┌──

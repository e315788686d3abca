//! Slack-related errors.

use thiserror::Error;

/// Errors that can occur when sending to Slack.
#[derive(Debug, Error)]
pub enum SlackError {
    /// HTTP request failed.
    #[error("Slack request failed: {0}")]
    Request(String),

    /// Failed to read or parse the response.
    #[error("Slack response error: {0}")]
    Response(String),

    /// Slack answered with a non-success HTTP status.
    #[error("slack server error: {0}")]
    Status(String),

    /// Slack throttled the request (HTTP 429).
    #[error("slack rate limit exceeded, retry after {retry_after}s")]
    RateLimited {
        /// Seconds from the `Retry-After` header.
        retry_after: u64,
    },

    /// Slack API returned `ok: false`; holds Slack's error code verbatim.
    #[error("{0}")]
    Api(String),
}
//! Diagnostic verbosity selected by `SLACK_LOGLEVEL`.

use core::fmt;

use serde::{Deserialize, Serialize};

/// Log verbosity for the relay.
///
/// `Fatal` is accepted for compatibility with existing deployments. It
/// logs the same events as `Error`, since `tracing` has no level above it.
#[derive(Debug, Clone, Copy, PartialEq, Eq, Hash, Serialize, Deserialize, Default)]
#[serde(rename_all = "lowercase")]
pub enum LogLevel {
    Debug,
    #[default]
    Info,
    Warn,
    Error,
    Fatal,
}

impl LogLevel {
    /// Select a level from a raw environment value.
    ///
    /// Matching is exact and case-sensitive. Unset or unrecognized values
    /// (including `"info"`) select [`LogLevel::Info`].
    ///
    /// ```
    /// use slack_relay_core::LogLevel;
    ///
    /// assert_eq!(LogLevel::from_env_value(Some("warn")), LogLevel::Warn);
    /// assert_eq!(LogLevel::from_env_value(Some("WARN")), LogLevel::Info);
    /// assert_eq!(LogLevel::from_env_value(None), LogLevel::Info);
    /// ```
    #[must_use]
    pub fn from_env_value(value: Option<&str>) -> Self {
        match value {
            Some("debug") => Self::Debug,
            Some("warn") => Self::Warn,
            Some("error") => Self::Error,
            Some("fatal") => Self::Fatal,
            _ => Self::Info,
        }
    }

    /// The `tracing` filter directive for this level.
    #[must_use]
    pub const fn filter_directive(self) -> &'static str {
        match self {
            Self::Debug => "debug",
            Self::Info => "info",
            Self::Warn => "warn",
            Self::Error | Self::Fatal => "error",
        }
    }

    /// The name as written in `SLACK_LOGLEVEL`.
    #[must_use]
    pub const fn as_str(self) -> &'static str {
        match self {
            Self::Debug => "debug",
            Self::Info => "info",
            Self::Warn => "warn",
            Self::Error => "error",
            Self::Fatal => "fatal",
        }
    }
}

impl fmt::Display for LogLevel {
    fn fmt(&self, f: &mut fmt::Formatter<'_>) -> fmt::Result {
        f.write_str(self.as_str())
    }
}

#[cfg(test)]
mod tests {
    use super::*;

    #[test]
    fn test_recognized_values() {
        assert_eq!(LogLevel::from_env_value(Some("debug")), LogLevel::Debug);
        assert_eq!(LogLevel::from_env_value(Some("warn")), LogLevel::Warn);
        assert_eq!(LogLevel::from_env_value(Some("error")), LogLevel::Error);
        assert_eq!(LogLevel::from_env_value(Some("fatal")), LogLevel::Fatal);
        assert_eq!(LogLevel::from_env_value(Some("info")), LogLevel::Info);
    }

    #[test]
    fn test_unrecognized_defaults_to_info() {
        assert_eq!(LogLevel::from_env_value(None), LogLevel::Info);
        assert_eq!(LogLevel::from_env_value(Some("")), LogLevel::Info);
        assert_eq!(LogLevel::from_env_value(Some("trace")), LogLevel::Info);
        assert_eq!(LogLevel::from_env_value(Some("Debug")), LogLevel::Info);
    }

    #[test]
    fn test_fatal_filters_like_error() {
        assert_eq!(LogLevel::Fatal.filter_directive(), "error");
        assert_eq!(LogLevel::Error.filter_directive(), "error");
        assert_eq!(LogLevel::Debug.filter_directive(), "debug");
    }

    #[test]
    fn test_display_round_trips_env_value() {
        for level in [
            LogLevel::Debug,
            LogLevel::Info,
            LogLevel::Warn,
            LogLevel::Error,
            LogLevel::Fatal,
        ] {
            assert_eq!(LogLevel::from_env_value(Some(&level.to_string())), level);
        }
    }
}
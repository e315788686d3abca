//! Slack Relay CLI - one-shot invocations and configuration checks.
//!
//! # Usage
//!
//! ```bash
//! # Relay a raw event body from a file (or stdin when --file is omitted)
//! relay-cli invoke --file event.json
//! echo '{"title":"Deploy","body":{"text":"*done*"}}' | relay-cli invoke
//!
//! # Relay an event built from arguments
//! relay-cli send --title "Build failed" --text "*job-42* failed"
//!
//! # Resolve configuration and print a redacted summary
//! relay-cli check-config
//! ```
//!
//! # Commands
//!
//! - `invoke` - Run the relay once on a raw request body
//! - `send` - Run the relay once on a title and text
//! - `check-config` - Validate environment and token secret
//!
//! Every command resolves the same environment as the server. A
//! configuration error exits non-zero before anything is sent.

#![cfg_attr(not(test), forbid(unsafe_code))]

use std::path::PathBuf;
use std::process::ExitCode;

use clap::{Parser, Subcommand};
use slack_relay::RelayConfig;
use slack_relay::telemetry::init_tracing;

mod commands;

#[derive(Parser)]
#[command(name = "relay-cli")]
#[command(author, version, about = "Slack relay CLI tools")]
struct Cli {
    #[command(subcommand)]
    command: Commands,
}

#[derive(Subcommand)]
enum Commands {
    /// Relay a raw event body once
    Invoke {
        /// File holding the request body (reads stdin when omitted)
        #[arg(short, long)]
        file: Option<PathBuf>,
    },
    /// Relay an event built from a title and text
    Send {
        /// Header text
        #[arg(short, long)]
        title: String,

        /// Section text (Slack mrkdwn)
        #[arg(short = 'x', long)]
        text: String,
    },
    /// Resolve configuration and print a redacted summary
    CheckConfig,
}

#[tokio::main]
async fn main() -> ExitCode {
    let cli = Cli::parse();

    let config = match RelayConfig::from_env() {
        Ok(config) => config,
        Err(e) => {
            tracing_subscriber::fmt::init();
            tracing::error!("Configuration error: {e}");
            return ExitCode::FAILURE;
        }
    };

    init_tracing(config.log_level, config.slack.debug, config.log_format);

    match run(cli, &config).await {
        Ok(code) => code,
        Err(e) => {
            tracing::error!("Command failed: {e}");
            ExitCode::FAILURE
        }
    }
}

async fn run(cli: Cli, config: &RelayConfig) -> Result<ExitCode, commands::CommandError> {
    match cli.command {
        Commands::Invoke { file } => {
            let body = commands::invoke::read_body(file.as_deref())?;
            Ok(commands::invoke::run(config, body).await)
        }
        Commands::Send { title, text } => {
            let body = commands::invoke::encode_event(&title, &text)?;
            Ok(commands::invoke::run(config, body).await)
        }
        Commands::CheckConfig => {
            commands::config::print_summary(config);
            Ok(ExitCode::SUCCESS)
        }
    }
}
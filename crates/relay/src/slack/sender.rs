//! Seam between the relay and the Slack Web API.

use async_trait::async_trait;
use slack_relay_core::ChannelId;

use super::error::SlackError;
use super::messages::OutboundMessage;

/// Sends a two-block message (header text, markup text) to a channel.
///
/// [`SlackClient`](super::SlackClient) is the production implementation;
/// tests substitute their own to observe or fail sends without a network.
#[async_trait]
pub trait MessageSender: Send + Sync {
    /// Send `message` to `channel` once.
    ///
    /// # Errors
    ///
    /// Returns a [`SlackError`] describing why the message was not delivered.
    async fn send(&self, channel: &ChannelId, message: &OutboundMessage)
    -> Result<(), SlackError>;
}
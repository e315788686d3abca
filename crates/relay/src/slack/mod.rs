//! Slack integration for relayed events.
//!
//! This module provides:
//! - [`SlackClient`] for posting messages with `chat.postMessage`
//! - [`MessageSender`], the seam the relay sends through
//! - Block Kit types and the relay message builder
//!
//! # Flow
//!
//! 1. An inbound event is decoded into an `InboundMessage`
//! 2. [`build_message`] turns it into a header + section [`OutboundMessage`]
//! 3. A [`MessageSender`] posts it to the configured channel once

mod client;
mod error;
mod messages;
mod sender;
mod types;

pub use client::{SLACK_API_BASE, SLACK_DEBUG_TARGET, SlackClient};
pub use error::SlackError;
pub use messages::{HEADER_BLOCK_ID, OutboundMessage, build_message};
pub use sender::MessageSender;
pub use types::{Block, PostMessageResponse, SlackMessage, Text};
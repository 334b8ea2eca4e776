//! Command-line interface for edna-core.
//!
//! This module implements the CLI using clap. Available commands:
//!
//! - **assign**: Assign taxonomy to the ASVs of a table or FASTA file
//! - **screen**: Flag contamination per sample and optionally drop contaminants
//! - **diversity**: Alpha, beta and rarefaction statistics per sample
//! - **catalog**: List, show, or export the reference catalog
//!
//! ## Usage
//!
//! ```text
//! # Assign taxonomy with the embedded catalog
//! edna-core assign asvs.tsv
//!
//! # JSON output for scripting
//! edna-core assign asvs.tsv --format json
//!
//! # Screen a freshwater survey against extraction blanks
//! edna-core screen asvs.tsv --environment freshwater --negative-controls blanks.fa.gz
//!
//! # Reproducible rarefaction curves
//! edna-core diversity asvs.tsv --rarefaction --seed 42
//! ```

use std::path::Path;

use clap::{Parser, Subcommand};

use crate::assignment::resolver::{OfflineResolver, StaticResolver, TaxonResolver};
use crate::catalog::store::ReferenceCatalog;
use crate::config::AnalysisConfig;
use crate::core::asv::Asv;
use crate::parsing;

pub mod assign;
pub mod catalog;
pub mod diversity;
pub mod screen;

#[derive(Parser)]
#[command(name = "edna-core")]
#[command(version)]
#[command(about = "Taxonomy, contamination and diversity for eDNA surveys")]
#[command(
    long_about = "edna-core turns denoised ASVs from eDNA water samples into report-ready results.\n\nIt provides:\n- Taxonomic assignment by k-mer matching against a curated reference catalog\n- Contamination screening (lab contaminants, adapters, negative controls, unexpected taxa, index bleed)\n- Alpha and beta diversity plus rarefaction curves"
)]
pub struct Cli {
    #[command(subcommand)]
    pub command: Commands,

    /// Enable verbose output
    #[arg(short, long, global = true)]
    pub verbose: bool,

    /// Output format
    #[arg(short, long, global = true, default_value = "text")]
    pub format: OutputFormat,
}

#[derive(Subcommand)]
pub enum Commands {
    /// Assign taxonomy to ASVs
    Assign(assign::AssignArgs),

    /// Screen samples for contamination
    Screen(screen::ScreenArgs),

    /// Compute diversity statistics
    Diversity(diversity::DiversityArgs),

    /// Inspect the reference catalog
    Catalog(catalog::CatalogArgs),
}

#[derive(Clone, Copy, Debug, clap::ValueEnum)]
pub enum OutputFormat {
    Text,
    Json,
    Tsv,
}

/// Load a catalog from `path`, or the embedded one
fn load_catalog(path: Option<&Path>) -> anyhow::Result<ReferenceCatalog> {
    let catalog = match path {
        Some(path) => ReferenceCatalog::load_from_file(path)?,
        None => ReferenceCatalog::load_embedded()?,
    };
    Ok(catalog)
}

/// Load options from a JSON file, or the defaults
fn load_config(path: Option<&Path>) -> anyhow::Result<AnalysisConfig> {
    let config = match path {
        Some(path) => AnalysisConfig::load_from_file(path)?,
        None => AnalysisConfig::default(),
    };
    Ok(config)
}

/// Read ASVs from a FASTA file or an ASV table
fn load_asvs(path: &Path) -> anyhow::Result<Vec<Asv>> {
    let asvs = if parsing::fasta::is_fasta_file(path) {
        parsing::fasta::parse_fasta_asvs(path)?
    } else {
        parsing::asv_table::parse_asv_table_file(path)?
    };
    Ok(asvs)
}

/// Static habitat table when given, otherwise no habitat verification
fn load_resolver(habitats: Option<&Path>) -> anyhow::Result<Box<dyn TaxonResolver>> {
    let resolver: Box<dyn TaxonResolver> = match habitats {
        Some(path) => Box::new(StaticResolver::load_from_file(path)?),
        None => Box::new(OfflineResolver),
    };
    Ok(resolver)
}

/// Run an async batch on a fresh runtime
fn block_on<F: std::future::Future>(future: F) -> anyhow::Result<F::Output> {
    let runtime = tokio::runtime::Runtime::new()?;
    Ok(runtime.block_on(future))
}

/// Escape a field for TSV output
fn tsv_field(value: &str) -> String {
    value.replace(['\t', '\n'], " ")
}
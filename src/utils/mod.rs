//! Shared helpers.

pub mod validation;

└──

Check each line in the records for the word "blanks" and say how many have it, with nothing else.

2